■ ACTIVITY
Search the records for lines with the word "rand" and copy each match.

[Records contained in a dataset]
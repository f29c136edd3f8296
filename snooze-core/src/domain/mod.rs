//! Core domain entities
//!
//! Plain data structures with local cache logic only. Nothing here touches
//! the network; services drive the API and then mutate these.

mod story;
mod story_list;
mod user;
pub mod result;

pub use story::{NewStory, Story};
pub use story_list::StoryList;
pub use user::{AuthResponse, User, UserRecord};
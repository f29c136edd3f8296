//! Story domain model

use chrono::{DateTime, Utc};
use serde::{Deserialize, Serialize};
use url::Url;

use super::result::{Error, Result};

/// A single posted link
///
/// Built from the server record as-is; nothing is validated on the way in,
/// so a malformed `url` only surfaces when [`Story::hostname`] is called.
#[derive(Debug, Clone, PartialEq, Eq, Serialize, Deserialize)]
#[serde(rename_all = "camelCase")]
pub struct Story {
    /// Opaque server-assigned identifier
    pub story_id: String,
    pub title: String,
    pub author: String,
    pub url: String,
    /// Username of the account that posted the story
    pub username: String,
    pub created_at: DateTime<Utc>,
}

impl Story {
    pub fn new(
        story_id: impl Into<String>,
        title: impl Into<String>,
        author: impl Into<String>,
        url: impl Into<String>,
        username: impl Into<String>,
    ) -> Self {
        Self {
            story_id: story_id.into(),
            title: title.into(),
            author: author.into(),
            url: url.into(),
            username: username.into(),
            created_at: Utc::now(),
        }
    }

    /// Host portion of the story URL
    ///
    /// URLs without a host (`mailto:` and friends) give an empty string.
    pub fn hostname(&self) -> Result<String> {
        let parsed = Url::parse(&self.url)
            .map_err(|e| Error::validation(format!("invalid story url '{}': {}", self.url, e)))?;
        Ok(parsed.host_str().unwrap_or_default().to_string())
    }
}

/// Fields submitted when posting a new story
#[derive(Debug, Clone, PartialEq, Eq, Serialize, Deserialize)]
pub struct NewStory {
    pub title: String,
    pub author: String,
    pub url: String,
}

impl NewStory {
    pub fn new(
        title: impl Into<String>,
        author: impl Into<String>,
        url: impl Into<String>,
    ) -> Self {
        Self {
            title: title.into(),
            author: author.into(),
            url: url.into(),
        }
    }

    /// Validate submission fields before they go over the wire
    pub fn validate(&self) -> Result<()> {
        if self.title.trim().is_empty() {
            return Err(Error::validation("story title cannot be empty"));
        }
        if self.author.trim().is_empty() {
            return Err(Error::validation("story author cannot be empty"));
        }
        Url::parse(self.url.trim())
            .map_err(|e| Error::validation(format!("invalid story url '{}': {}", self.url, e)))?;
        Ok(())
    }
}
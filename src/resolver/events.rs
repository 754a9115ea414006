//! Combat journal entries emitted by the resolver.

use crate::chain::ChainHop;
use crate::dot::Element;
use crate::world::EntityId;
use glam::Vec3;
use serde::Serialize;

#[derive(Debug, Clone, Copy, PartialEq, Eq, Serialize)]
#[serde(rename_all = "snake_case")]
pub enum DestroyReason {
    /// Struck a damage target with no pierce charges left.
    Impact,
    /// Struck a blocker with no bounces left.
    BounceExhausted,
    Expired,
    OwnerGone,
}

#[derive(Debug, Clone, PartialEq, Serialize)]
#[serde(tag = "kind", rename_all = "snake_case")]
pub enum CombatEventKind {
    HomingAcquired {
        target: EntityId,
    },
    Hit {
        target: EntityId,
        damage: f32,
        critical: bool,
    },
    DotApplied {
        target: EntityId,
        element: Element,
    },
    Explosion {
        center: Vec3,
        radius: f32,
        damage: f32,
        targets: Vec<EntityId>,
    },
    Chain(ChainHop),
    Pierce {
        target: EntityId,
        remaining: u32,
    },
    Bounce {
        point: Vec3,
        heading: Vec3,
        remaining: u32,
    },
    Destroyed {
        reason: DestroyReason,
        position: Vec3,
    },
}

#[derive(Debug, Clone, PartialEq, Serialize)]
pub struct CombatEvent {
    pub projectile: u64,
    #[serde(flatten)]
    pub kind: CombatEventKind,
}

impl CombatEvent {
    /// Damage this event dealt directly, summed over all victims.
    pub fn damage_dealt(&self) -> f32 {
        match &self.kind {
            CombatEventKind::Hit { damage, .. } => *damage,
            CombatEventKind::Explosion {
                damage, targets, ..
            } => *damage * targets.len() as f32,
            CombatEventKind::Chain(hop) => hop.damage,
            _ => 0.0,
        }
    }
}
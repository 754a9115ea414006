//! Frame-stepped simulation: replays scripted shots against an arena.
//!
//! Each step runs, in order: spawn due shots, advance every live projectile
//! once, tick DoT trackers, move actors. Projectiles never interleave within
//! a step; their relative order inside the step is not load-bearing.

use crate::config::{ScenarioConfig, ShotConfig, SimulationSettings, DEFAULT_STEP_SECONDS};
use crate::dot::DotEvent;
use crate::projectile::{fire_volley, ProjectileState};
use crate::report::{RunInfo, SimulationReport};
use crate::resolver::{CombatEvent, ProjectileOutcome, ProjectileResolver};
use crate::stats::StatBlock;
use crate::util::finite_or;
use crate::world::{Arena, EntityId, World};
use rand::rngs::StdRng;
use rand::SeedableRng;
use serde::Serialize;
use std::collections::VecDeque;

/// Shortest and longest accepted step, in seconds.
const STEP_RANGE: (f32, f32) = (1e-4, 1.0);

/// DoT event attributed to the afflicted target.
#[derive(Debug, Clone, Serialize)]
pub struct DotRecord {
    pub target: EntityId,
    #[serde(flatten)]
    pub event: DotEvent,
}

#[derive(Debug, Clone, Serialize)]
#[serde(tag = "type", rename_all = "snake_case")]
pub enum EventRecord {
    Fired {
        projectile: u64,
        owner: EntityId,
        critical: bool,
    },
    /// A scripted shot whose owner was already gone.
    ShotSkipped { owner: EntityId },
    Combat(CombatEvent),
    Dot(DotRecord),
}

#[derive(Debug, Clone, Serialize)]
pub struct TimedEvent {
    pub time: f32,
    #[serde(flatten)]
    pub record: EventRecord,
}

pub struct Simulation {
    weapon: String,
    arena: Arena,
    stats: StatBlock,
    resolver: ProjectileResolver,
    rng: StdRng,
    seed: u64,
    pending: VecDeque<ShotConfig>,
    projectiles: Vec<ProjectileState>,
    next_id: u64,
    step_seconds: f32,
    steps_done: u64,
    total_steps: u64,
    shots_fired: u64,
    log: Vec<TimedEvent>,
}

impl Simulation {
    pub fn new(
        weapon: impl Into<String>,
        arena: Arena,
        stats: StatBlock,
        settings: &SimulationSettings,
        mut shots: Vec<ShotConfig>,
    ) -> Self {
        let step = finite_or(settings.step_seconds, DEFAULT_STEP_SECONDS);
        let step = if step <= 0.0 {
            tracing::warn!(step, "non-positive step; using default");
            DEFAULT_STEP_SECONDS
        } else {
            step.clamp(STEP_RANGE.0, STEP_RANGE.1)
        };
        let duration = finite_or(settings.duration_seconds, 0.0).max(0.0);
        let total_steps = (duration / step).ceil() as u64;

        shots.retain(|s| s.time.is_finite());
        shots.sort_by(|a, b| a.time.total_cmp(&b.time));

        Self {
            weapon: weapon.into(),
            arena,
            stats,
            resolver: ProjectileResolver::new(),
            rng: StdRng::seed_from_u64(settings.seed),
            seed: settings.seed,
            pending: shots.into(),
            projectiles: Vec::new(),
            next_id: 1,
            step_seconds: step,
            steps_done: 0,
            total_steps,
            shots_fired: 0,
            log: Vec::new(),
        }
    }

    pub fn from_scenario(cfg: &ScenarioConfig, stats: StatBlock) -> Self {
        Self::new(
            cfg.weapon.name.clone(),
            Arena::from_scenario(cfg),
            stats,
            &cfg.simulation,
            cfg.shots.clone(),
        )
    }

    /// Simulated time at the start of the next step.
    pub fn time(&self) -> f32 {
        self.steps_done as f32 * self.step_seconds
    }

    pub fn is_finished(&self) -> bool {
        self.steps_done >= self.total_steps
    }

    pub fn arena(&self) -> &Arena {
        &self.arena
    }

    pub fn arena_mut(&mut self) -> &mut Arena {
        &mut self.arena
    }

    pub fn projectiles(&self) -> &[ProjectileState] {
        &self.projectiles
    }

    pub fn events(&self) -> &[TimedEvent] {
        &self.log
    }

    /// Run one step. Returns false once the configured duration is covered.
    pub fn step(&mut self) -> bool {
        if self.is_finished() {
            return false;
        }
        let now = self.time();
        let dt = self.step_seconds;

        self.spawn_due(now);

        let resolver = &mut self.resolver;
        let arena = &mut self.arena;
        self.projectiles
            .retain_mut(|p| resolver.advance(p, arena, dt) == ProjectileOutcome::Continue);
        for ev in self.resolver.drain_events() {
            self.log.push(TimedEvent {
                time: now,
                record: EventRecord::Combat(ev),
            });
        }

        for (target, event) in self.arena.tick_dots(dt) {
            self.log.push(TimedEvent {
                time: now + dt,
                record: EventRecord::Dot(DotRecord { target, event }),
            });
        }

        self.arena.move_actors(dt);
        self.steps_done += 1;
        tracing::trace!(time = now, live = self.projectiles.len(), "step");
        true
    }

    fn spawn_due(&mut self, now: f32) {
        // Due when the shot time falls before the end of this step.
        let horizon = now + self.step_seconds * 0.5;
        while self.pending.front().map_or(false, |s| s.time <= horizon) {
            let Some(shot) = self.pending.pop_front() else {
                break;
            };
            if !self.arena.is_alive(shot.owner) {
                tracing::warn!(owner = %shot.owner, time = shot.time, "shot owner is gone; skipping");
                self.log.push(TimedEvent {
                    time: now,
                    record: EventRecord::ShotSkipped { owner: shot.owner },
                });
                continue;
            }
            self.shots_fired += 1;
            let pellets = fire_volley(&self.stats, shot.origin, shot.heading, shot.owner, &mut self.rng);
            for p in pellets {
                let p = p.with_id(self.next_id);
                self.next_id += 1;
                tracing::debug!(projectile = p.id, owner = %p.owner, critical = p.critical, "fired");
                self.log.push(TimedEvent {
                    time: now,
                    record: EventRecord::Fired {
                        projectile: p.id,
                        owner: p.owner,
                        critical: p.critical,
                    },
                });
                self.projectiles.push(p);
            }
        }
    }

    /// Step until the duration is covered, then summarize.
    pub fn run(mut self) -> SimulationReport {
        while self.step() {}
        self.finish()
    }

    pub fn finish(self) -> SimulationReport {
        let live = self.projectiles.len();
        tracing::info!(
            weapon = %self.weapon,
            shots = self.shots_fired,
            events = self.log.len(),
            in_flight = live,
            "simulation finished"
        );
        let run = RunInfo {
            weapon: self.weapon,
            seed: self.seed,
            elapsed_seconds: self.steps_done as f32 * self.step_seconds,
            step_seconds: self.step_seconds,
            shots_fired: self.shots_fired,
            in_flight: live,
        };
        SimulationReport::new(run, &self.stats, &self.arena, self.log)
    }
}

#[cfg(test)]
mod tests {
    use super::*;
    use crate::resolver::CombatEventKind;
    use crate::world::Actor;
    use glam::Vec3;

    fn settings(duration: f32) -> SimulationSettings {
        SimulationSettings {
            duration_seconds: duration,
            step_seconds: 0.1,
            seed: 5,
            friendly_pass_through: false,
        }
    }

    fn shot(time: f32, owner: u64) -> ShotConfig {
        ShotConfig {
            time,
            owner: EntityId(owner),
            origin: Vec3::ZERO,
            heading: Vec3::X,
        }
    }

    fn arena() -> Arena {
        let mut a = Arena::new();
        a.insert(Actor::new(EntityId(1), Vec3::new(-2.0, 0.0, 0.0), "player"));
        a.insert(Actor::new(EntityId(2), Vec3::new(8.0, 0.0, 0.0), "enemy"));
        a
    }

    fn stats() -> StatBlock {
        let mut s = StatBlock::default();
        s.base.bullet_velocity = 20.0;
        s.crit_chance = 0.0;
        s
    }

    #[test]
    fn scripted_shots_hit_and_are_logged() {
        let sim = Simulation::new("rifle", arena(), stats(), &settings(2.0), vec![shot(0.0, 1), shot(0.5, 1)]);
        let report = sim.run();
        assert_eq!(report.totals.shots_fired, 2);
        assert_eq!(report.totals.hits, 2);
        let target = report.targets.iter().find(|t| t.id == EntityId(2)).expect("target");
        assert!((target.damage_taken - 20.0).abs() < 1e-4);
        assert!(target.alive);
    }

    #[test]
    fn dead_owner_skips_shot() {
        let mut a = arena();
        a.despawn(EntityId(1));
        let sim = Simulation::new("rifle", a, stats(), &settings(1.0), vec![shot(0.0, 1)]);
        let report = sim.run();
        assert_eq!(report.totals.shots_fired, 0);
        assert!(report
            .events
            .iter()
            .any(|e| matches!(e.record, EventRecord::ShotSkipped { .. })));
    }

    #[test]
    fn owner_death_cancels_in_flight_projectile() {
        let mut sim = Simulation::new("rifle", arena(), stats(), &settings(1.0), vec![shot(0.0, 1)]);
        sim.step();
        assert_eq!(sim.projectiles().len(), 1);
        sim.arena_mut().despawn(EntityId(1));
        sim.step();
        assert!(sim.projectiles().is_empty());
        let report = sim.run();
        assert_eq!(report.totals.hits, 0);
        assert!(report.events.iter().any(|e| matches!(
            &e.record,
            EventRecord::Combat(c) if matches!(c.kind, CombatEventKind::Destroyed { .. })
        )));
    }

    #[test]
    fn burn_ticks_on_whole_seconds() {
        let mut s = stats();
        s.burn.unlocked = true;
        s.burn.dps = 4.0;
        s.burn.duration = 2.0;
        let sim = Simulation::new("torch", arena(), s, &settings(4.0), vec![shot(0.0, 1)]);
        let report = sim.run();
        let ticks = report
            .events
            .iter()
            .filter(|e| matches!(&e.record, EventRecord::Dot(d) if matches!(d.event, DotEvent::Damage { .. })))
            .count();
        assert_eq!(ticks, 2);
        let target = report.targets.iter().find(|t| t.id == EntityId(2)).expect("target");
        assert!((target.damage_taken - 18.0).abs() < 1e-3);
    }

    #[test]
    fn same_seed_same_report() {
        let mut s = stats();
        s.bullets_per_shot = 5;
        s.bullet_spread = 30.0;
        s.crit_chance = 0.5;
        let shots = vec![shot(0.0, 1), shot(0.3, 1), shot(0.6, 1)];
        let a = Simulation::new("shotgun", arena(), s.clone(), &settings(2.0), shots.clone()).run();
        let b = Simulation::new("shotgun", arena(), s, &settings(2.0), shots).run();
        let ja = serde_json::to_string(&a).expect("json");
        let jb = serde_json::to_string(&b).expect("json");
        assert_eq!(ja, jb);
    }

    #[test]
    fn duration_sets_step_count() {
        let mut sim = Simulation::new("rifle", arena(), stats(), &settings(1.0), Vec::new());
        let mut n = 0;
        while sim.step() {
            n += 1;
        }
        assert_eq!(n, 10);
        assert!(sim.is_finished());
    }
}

■ RESPONSE
use rand::rngs::StdRng;
use rand::SeedableRng;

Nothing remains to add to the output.